Magnus Falk* and Hagesund E
Division of Community Medicine, Primary Care, Department of Medicine and Health Sciences, Linkoping University, Linköping, Sweden, E-mail: hagesund_e@gmail.com
*Corresponding Author: Magnus Falk, Division of Community Medicine, Primary Care, Department of Medicine and Health Sciences, Linkoping University, S-581 83, Linköping, Sweden, Tel: +46 10 103 40 55 Email:

Abstract

Insomnia is a major health problem, commonly leading to pharmacological treatment. During recent years, behavioural therapies have gained stronger therapeutic position, not least cognitive behavioural therapy (CBT). The aim was to investigate the effect of a CBT-based group intervention for insomnia in primary care, by means of self-reported sleep quality and duration. In addition, cortisol in saliva, as a biological marker of stress was tested. Methods: Fifty participants with primary insomnia, attending primary care, were enrolled, 35 receiving the intervention, and 15 serving as control. The intervention group was recruited during the first two study years, and controls during a following third year, without randomization. The intervention included eight CBT-based group sessions, each two-hour long and led by a psychologist, with 4-6 participants in each group. Controls were handled in accordance with ordinary clinical routine, including pharmacological intervention. Sleep onset time, duration and quality were assessed before and after the intervention, by patients filling-out the Pittsburgh Sleep Quality Index (PSQI). Insomnia severity was assessed by the Insomnia Severity Index (ISI). Also, cortisol in saliva levels were monitored. Results: In the intervention group, significant shortening of mean sleep onset time, from 60-27 min (p<0.05) was observed, and a prolongation of mean sleep duration time, from 298-358 min (p<0.05), in neither case seen in the control group, although between-group difference was not statistically significant. Both PSQI and ISI means scores were significantly improved in the intervention group, from 12.1 to 7.9 (p<0.05) and from 19.4 to 12.5 (p<0.01), respectively, in the latter case significantly more so than in the control group (p<0.05). No effect on cortisol levels was detected, in either group. In conclusion, the tested eight-session CBT-based group intervention for insomnia appears to reduce severity and duration of insomnia, and to shorten time before falling asleep, when provided in primary care.

Keywords: Insomnia severity; Sleep duration; Cognitive behavioural therapy; Primary care; Group therapy

Introduction

Insomnia is a major health problem in western societies.

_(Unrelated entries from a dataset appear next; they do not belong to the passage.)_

//! Transaction gateway for the cart collection.
//!
//! Every read or write of cart persistence goes through a scoped
//! [`CartTransaction`] opened here. The access mode is part of the handle's
//! type: `insert` and `delete` only exist on `CartTransaction<ReadWrite>`.
//!
//! A handle covers exactly one logical operation. It is consumed by
//! [`CartTransaction::commit`]; dropping it uncommitted rolls everything back,
//! so either all of an operation's effects become visible or none do.
//!
//! Write handles on the same collection are serialized: a second writer waits
//! in [`TransactionGateway::open`] until the first commits or rolls back.
//! Write handles also start with `BEGIN IMMEDIATE`, so a writer in another
//! process (or on another pool over the same file) waits on the database lock
//! instead of reading a snapshot it can no longer write to.
//! Read handles never wait on either lock.

use std::collections::HashMap;
use std::marker::PhantomData;
use std::str::FromStr;
use std::sync::Arc;
use std::time::{Duration, Instant};

use chrono::{DateTime, Utc};
use rust_decimal::Decimal;
use sqlx::{Sqlite, SqlitePool, Transaction};
use tokio::sync::{Mutex, OwnedMutexGuard, broadcast};
use uuid::Uuid;

use corner_shop_core::{CartItem, ProductId};

use crate::error::CartError;

/// Name of the cart items collection.
pub const CART_ITEMS: &str = "cart_items";

/// Collections provisioned by the schema migrations.
const COLLECTIONS: &[&str] = &[CART_ITEMS];

const COMPLETION_CHANNEL_CAPACITY: usize = 64;

mod sealed {
    pub trait Sealed {}
    impl Sealed for super::ReadOnly {}
    impl Sealed for super::ReadWrite {}
}

/// Runtime view of a handle's access mode.
#[derive(Debug, Clone, Copy, PartialEq, Eq)]
pub enum Mode {
    ReadOnly,
    ReadWrite,
}

impl Mode {
    #[must_use]
    pub const fn as_str(&self) -> &'static str {
        match self {
            Self::ReadOnly => "readonly",
            Self::ReadWrite => "readwrite",
        }
    }
}

/// Access mode marker for [`CartTransaction`].
pub trait AccessMode: sealed::Sealed + Send + Sync + 'static {
    const MODE: Mode;
}

/// Read-only access: `get`, `count`, `get_all`.
#[derive(Debug)]
pub struct ReadOnly;

/// Read-write access: everything `ReadOnly` allows plus `insert` and `delete`.
#[derive(Debug)]
pub struct ReadWrite;

impl AccessMode for ReadOnly {
    const MODE: Mode = Mode::ReadOnly;
}

impl AccessMode for ReadWrite {
    const MODE: Mode = Mode::ReadWrite;
}

/// Signal emitted after a write-mode handle commits.
///
/// Diagnostic only; nothing in the cart contract consumes it.
#[derive(Debug, Clone)]
pub struct TransactionCompleted {
    pub transaction_id: Uuid,
    pub collection: &'static str,
    pub elapsed: Duration,
    pub completed_at: DateTime<Utc>,
}

/// Opens scoped transactions against the cart database.
///
/// Cheaply cloneable; clones share the pool, the writer locks and the
/// completion channel.
#[derive(Clone)]
pub struct TransactionGateway {
    inner: Arc<GatewayInner>,
}

struct GatewayInner {
    pool: SqlitePool,
    write_locks: HashMap<&'static str, Arc<Mutex<()>>>,
    completions: broadcast::Sender<TransactionCompleted>,
}

impl TransactionGateway {
    /// Create a gateway over an already provisioned pool.
    #[must_use]
    pub fn new(pool: SqlitePool) -> Self {
        let write_locks = COLLECTIONS
            .iter()
            .map(|&name| (name, Arc::new(Mutex::new(()))))
            .collect();
        let (completions, _) = broadcast::channel(COMPLETION_CHANNEL_CAPACITY);

        Self {
            inner: Arc::new(GatewayInner {
                pool,
                write_locks,
                completions,
            }),
        }
    }

    /// Open a transaction on `collection` with access mode `M`.
    ///
    /// # Errors
    ///
    /// Returns `CartError::StoreUnavailable` if the collection was never
    /// provisioned, the pool is closed, or the database cannot start a
    /// transaction.
    pub async fn open<M: AccessMode>(
        &self,
        collection: &str,
    ) -> Result<CartTransaction<M>, CartError> {
        let (&name, lock) = self
            .inner
            .write_locks
            .get_key_value(collection)
            .ok_or_else(|| {
                CartError::StoreUnavailable(format!("unknown collection: {collection}"))
            })?;

        let write_guard = match M::MODE {
            Mode::ReadWrite => Some(Arc::clone(lock).lock_owned().await),
            Mode::ReadOnly => None,
        };

        let tx = match M::MODE {
            Mode::ReadWrite => self.inner.pool.begin_with("BEGIN IMMEDIATE").await?,
            Mode::ReadOnly => self.inner.pool.begin().await?,
        };

        tracing::trace!(collection = name, mode = M::MODE.as_str(), "Transaction opened");

        Ok(CartTransaction {
            id: Uuid::new_v4(),
            collection: name,
            tx,
            started: Instant::now(),
            write_guard,
            completions: self.inner.completions.clone(),
            mode: PhantomData,
        })
    }

    /// Subscribe to write completion signals.
    #[must_use]
    pub fn subscribe(&self) -> broadcast::Receiver<TransactionCompleted> {
        self.inner.completions.subscribe()
    }

    /// Get a reference to the underlying connection pool.
    #[must_use]
    pub fn pool(&self) -> &SqlitePool {
        &self.inner.pool
    }

    /// Close the pool. Every later `open` fails with `StoreUnavailable`.
    pub async fn close(&self) {
        self.inner.pool.close().await;
    }
}

/// A scoped handle on the cart collection for one logical operation.
///
/// Dropping the handle without calling [`commit`](Self::commit) rolls back.
#[must_use = "a transaction rolls back unless committed"]
pub struct CartTransaction<M: AccessMode> {
    id: Uuid,
    collection: &'static str,
    tx: Transaction<'static, Sqlite>,
    started: Instant,
    write_guard: Option<OwnedMutexGuard<()>>,
    completions: broadcast::Sender<TransactionCompleted>,
    mode: PhantomData<M>,
}

#[derive(sqlx::FromRow)]
struct CartItemRow {
    id_kind: String,
    id_value: String,
    name: String,
    price: String,
    image_src: String,
}

impl CartItemRow {
    fn into_item(self) -> Result<CartItem, CartError> {
        let id = ProductId::from_storage(&self.id_kind, &self.id_value)?;
        let price = Decimal::from_str(&self.price).map_err(|e| {
            CartError::MalformedResult(format!("invalid price {:?} for {id}: {e}", self.price))
        })?;
        Ok(CartItem::new(id, self.name, price, self.image_src)?)
    }
}

impl<M: AccessMode> CartTransaction<M> {
    /// Identifier used in completion signals and logs.
    #[must_use]
    pub const fn id(&self) -> Uuid {
        self.id
    }

    /// The collection this handle is scoped to.
    #[must_use]
    pub const fn collection(&self) -> &'static str {
        self.collection
    }

    /// Fetch the item stored under `id`, if any.
    ///
    /// # Errors
    ///
    /// Returns `StoreUnavailable` if the query fails and `MalformedResult` if
    /// the stored row does not decode.
    pub async fn get(&mut self, id: &ProductId) -> Result<Option<CartItem>, CartError> {
        let row = sqlx::query_as::<_, CartItemRow>(
            r"
            SELECT id_kind, id_value, name, price, image_src
            FROM cart_items
            WHERE id_kind = ? AND id_value = ?
            ",
        )
        .bind(id.kind().as_str())
        .bind(id.storage_value())
        .fetch_optional(&mut *self.tx)
        .await?;

        row.map(CartItemRow::into_item).transpose()
    }

    /// Number of stored items.
    ///
    /// # Errors
    ///
    /// Returns `StoreUnavailable` if the query fails.
    pub async fn count(&mut self) -> Result<usize, CartError> {
        let count = sqlx::query_scalar::<_, i64>("SELECT COUNT(*) FROM cart_items")
            .fetch_one(&mut *self.tx)
            .await?;

        usize::try_from(count)
            .map_err(|_| CartError::MalformedResult(format!("invalid item count: {count}")))
    }

    /// Every stored item, in no particular order.
    ///
    /// # Errors
    ///
    /// Returns `StoreUnavailable` if the query fails and `MalformedResult` if
    /// any stored row does not decode.
    pub async fn get_all(&mut self) -> Result<Vec<CartItem>, CartError> {
        let rows = sqlx::query_as::<_, CartItemRow>(
            "SELECT id_kind, id_value, name, price, image_src FROM cart_items",
        )
        .fetch_all(&mut *self.tx)
        .await?;

        rows.into_iter().map(CartItemRow::into_item).collect()
    }

    /// Commit the transaction, making its effects visible.
    ///
    /// Write-mode commits emit a [`TransactionCompleted`] signal.
    ///
    /// # Errors
    ///
    /// Returns `StoreUnavailable` if the commit fails; nothing is applied.
    pub async fn commit(self) -> Result<(), CartError> {
        let Self {
            id,
            collection,
            tx,
            started,
            write_guard,
            completions,
            ..
        } = self;

        tx.commit().await?;

        if M::MODE == Mode::ReadWrite {
            let event = TransactionCompleted {
                transaction_id: id,
                collection,
                elapsed: started.elapsed(),
                completed_at: Utc::now(),
            };
            tracing::debug!(
                transaction_id = %id,
                collection,
                elapsed_ms = event.elapsed.as_secs_f64() * 1000.0,
                "Transaction completed"
            );
            // No subscribers is not an error.
            let _ = completions.send(event);
        }

        drop(write_guard);
        Ok(())
    }

    /// Discard every effect of this transaction.
    ///
    /// # Errors
    ///
    /// Returns `StoreUnavailable` if the database reports a failure while
    /// rolling back.
    pub async fn rollback(self) -> Result<(), CartError> {
        self.tx.rollback().await?;
        Ok(())
    }
}

impl CartTransaction<ReadWrite> {
    /// Insert a new item.
    ///
    /// # Errors
    ///
    /// Returns `DuplicateItem` if the key already exists and
    /// `StoreUnavailable` for any other failure.
    pub async fn insert(&mut self, item: &CartItem) -> Result<(), CartError> {
        sqlx::query(
            r"
            INSERT INTO cart_items (id_kind, id_value, name, price, image_src)
            VALUES (?, ?, ?, ?, ?)
            ",
        )
        .bind(item.id().kind().as_str())
        .bind(item.id().storage_value())
        .bind(item.name())
        .bind(item.price().to_string())
        .bind(item.image_src())
        .execute(&mut *self.tx)
        .await
        .map_err(|e| {
            if let sqlx::Error::Database(ref db_err) = e
                && db_err.is_unique_violation()
            {
                return CartError::DuplicateItem(item.id().clone());
            }
            CartError::from(e)
        })?;

        Ok(())
    }

    /// Delete the item stored under `id`.
    ///
    /// Returns whether a row was removed.
    ///
    /// # Errors
    ///
    /// Returns `StoreUnavailable` if the statement fails.
    pub async fn delete(&mut self, id: &ProductId) -> Result<bool, CartError> {
        let result = sqlx::query("DELETE FROM cart_items WHERE id_kind = ? AND id_value = ?")
            .bind(id.kind().as_str())
            .bind(id.storage_value())
            .execute(&mut *self.tx)
            .await?;

        Ok(result.rows_affected() > 0)
    }
}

In Sweden a prevalence of up to 30% among women and 20% among men has been reported [1]. Also, the proportion of younger adults (20-30 years of age) appears to be increasing, and was doubled during the two last decades of the 20th century. In Sweden, with a total population of about 9.5 million inhabitants, around 4.5 million yearly prescriptions of different sleep medicines, by medical doctors, are performed [2]. Sleeping disorders stand for substantial suffer for the individual involved, as well as for excessive costs for the society.

Apart from pharmacological treatment, behavioural therapies have gained a stronger position in treating insomnia during recent decades, not least cognitive behavioural therapy (CBT) [3,4]. Studies comparing the effectiveness of CBT and pharmacologic treatment have shown CBT to be more effective in the longer perspective, to higher extent leading to persistent improvement of both sleep quality and difficulties in falling asleep [3,4]. Also, negative aspects of pharmacological treatment include unwanted side effects (such as day drowsiness, delayed reaction time and others) and for some substance groups risk for drug dependence, effects that may be avoided by using behavioural therapies instead. Although not all substance groups are associated with biological dependence, an element of psychological drug dependence may still appear.

A negative aspect of CBT and other behavioural therapies is that they are rather time consuming for the provider, putting high demands on necessary resources. Therefore, adequate accessibility may be difficult to achieve. For that reason alternative models to the traditional individual therapist-to-patient concept have been tried, including group-delivered and internet based CBT, both of which have shown promising results [5], as well in comparison with individual CBT as with pharmacological treatment.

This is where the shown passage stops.